Your instructions
Beginning with the first line, please repeat the entries exactly and end on the line that contains "front of it".

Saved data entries

= Beginning of Section =

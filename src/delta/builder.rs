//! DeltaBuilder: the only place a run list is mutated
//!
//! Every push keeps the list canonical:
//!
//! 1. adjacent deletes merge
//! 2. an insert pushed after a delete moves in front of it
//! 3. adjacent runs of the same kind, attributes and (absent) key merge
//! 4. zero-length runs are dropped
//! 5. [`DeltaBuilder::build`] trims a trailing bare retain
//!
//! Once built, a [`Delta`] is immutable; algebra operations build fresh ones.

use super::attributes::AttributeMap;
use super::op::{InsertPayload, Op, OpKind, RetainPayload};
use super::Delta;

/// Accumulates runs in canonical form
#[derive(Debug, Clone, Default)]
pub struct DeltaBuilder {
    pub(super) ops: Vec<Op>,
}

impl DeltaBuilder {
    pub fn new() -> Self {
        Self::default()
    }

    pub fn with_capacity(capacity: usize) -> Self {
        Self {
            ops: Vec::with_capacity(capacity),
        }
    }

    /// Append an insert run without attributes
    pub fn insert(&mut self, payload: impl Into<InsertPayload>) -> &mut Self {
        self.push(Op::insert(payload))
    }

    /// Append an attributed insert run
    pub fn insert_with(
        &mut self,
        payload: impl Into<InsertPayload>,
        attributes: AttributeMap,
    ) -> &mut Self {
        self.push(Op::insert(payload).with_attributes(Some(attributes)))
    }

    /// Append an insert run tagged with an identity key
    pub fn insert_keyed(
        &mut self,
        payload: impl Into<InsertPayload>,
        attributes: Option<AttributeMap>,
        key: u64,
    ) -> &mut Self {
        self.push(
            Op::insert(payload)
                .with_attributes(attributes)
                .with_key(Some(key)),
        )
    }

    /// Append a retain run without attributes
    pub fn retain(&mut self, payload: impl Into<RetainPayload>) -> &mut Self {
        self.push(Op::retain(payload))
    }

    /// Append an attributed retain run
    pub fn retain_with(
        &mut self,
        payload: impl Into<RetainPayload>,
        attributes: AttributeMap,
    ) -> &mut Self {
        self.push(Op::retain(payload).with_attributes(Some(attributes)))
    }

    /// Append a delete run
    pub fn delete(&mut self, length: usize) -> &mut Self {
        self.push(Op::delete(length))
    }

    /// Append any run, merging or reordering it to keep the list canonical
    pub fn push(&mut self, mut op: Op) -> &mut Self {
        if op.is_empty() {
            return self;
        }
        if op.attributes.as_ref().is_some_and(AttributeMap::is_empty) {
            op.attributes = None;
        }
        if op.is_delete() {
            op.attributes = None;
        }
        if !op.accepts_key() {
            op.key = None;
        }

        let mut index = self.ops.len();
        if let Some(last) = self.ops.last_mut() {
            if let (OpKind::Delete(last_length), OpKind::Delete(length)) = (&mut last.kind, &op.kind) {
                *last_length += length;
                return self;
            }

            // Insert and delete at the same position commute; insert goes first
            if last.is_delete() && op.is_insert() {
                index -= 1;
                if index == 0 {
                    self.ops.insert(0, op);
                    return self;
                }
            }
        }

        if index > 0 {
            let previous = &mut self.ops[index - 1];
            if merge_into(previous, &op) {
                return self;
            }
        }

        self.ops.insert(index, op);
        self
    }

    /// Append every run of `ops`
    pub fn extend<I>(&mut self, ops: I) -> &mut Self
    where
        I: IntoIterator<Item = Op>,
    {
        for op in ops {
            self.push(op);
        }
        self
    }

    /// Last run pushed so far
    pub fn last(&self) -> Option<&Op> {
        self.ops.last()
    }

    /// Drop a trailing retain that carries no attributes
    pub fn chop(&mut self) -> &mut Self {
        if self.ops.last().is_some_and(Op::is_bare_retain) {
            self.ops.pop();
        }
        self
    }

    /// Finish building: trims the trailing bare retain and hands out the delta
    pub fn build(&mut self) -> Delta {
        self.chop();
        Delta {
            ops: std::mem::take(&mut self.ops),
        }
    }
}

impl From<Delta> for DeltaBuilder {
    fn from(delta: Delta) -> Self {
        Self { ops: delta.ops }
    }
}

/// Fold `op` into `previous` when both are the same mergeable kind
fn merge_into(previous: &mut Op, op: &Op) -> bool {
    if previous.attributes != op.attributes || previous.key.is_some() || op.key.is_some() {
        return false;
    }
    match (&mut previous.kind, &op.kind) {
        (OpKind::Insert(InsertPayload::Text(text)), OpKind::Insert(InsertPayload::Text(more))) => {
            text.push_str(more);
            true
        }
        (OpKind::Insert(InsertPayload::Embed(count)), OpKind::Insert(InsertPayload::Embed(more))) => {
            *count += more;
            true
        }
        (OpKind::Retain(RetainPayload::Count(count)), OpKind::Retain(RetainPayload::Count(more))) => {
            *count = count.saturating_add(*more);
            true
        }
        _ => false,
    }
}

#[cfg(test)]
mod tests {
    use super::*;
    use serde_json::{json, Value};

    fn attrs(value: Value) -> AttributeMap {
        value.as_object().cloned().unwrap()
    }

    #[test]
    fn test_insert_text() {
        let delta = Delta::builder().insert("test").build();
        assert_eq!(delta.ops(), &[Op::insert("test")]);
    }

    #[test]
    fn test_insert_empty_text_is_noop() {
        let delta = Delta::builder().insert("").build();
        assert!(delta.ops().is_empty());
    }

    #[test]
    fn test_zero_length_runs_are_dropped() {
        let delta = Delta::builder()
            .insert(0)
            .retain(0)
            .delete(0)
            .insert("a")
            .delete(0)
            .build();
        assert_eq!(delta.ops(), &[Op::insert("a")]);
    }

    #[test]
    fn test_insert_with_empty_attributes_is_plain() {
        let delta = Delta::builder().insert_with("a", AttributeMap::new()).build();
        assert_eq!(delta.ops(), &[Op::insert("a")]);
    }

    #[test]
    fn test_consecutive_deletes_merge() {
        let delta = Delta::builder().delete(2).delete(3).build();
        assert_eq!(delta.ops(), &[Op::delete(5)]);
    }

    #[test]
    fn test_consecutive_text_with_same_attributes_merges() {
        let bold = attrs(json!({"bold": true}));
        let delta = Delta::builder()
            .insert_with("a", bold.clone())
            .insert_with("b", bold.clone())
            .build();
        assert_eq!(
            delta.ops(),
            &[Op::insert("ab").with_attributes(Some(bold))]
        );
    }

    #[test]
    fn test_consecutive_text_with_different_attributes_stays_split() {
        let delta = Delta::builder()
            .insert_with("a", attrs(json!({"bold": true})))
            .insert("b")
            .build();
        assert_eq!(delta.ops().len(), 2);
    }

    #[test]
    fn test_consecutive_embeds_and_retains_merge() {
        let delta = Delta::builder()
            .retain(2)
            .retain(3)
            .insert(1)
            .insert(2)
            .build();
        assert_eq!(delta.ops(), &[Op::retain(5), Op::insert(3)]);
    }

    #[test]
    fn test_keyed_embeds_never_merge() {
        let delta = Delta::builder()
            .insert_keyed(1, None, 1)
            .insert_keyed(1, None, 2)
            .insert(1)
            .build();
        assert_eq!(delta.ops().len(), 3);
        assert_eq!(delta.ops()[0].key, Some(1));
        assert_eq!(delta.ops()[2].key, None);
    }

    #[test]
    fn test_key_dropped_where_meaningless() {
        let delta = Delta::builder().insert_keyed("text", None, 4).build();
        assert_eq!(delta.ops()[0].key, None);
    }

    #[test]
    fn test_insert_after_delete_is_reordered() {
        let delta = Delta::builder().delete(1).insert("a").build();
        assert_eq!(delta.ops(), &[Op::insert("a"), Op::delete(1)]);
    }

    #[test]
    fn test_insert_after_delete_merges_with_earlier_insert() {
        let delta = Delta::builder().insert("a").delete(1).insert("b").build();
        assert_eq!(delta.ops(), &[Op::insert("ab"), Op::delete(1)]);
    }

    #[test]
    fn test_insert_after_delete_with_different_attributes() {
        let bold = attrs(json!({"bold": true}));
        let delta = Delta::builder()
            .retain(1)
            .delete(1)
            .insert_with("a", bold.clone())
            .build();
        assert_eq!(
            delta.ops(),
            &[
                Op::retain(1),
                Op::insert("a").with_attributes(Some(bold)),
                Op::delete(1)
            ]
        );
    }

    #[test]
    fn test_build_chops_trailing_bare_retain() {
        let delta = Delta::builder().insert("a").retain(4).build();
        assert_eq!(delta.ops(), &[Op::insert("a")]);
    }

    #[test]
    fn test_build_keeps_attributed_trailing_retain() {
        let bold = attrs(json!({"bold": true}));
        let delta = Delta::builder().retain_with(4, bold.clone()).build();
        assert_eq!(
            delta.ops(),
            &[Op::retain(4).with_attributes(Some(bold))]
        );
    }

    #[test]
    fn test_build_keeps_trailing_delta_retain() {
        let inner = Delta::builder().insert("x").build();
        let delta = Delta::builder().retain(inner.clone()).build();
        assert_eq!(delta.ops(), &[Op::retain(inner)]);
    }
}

= End of Section =

Answer
filename src/delta/builder.rs
//! DeltaBuilder: the only place a run list is mutated
//!
//! Every push keeps the list canonical:
//!
//! 1. adjacent deletes merge
//! 2. an insert pushed after a delete moves in front of it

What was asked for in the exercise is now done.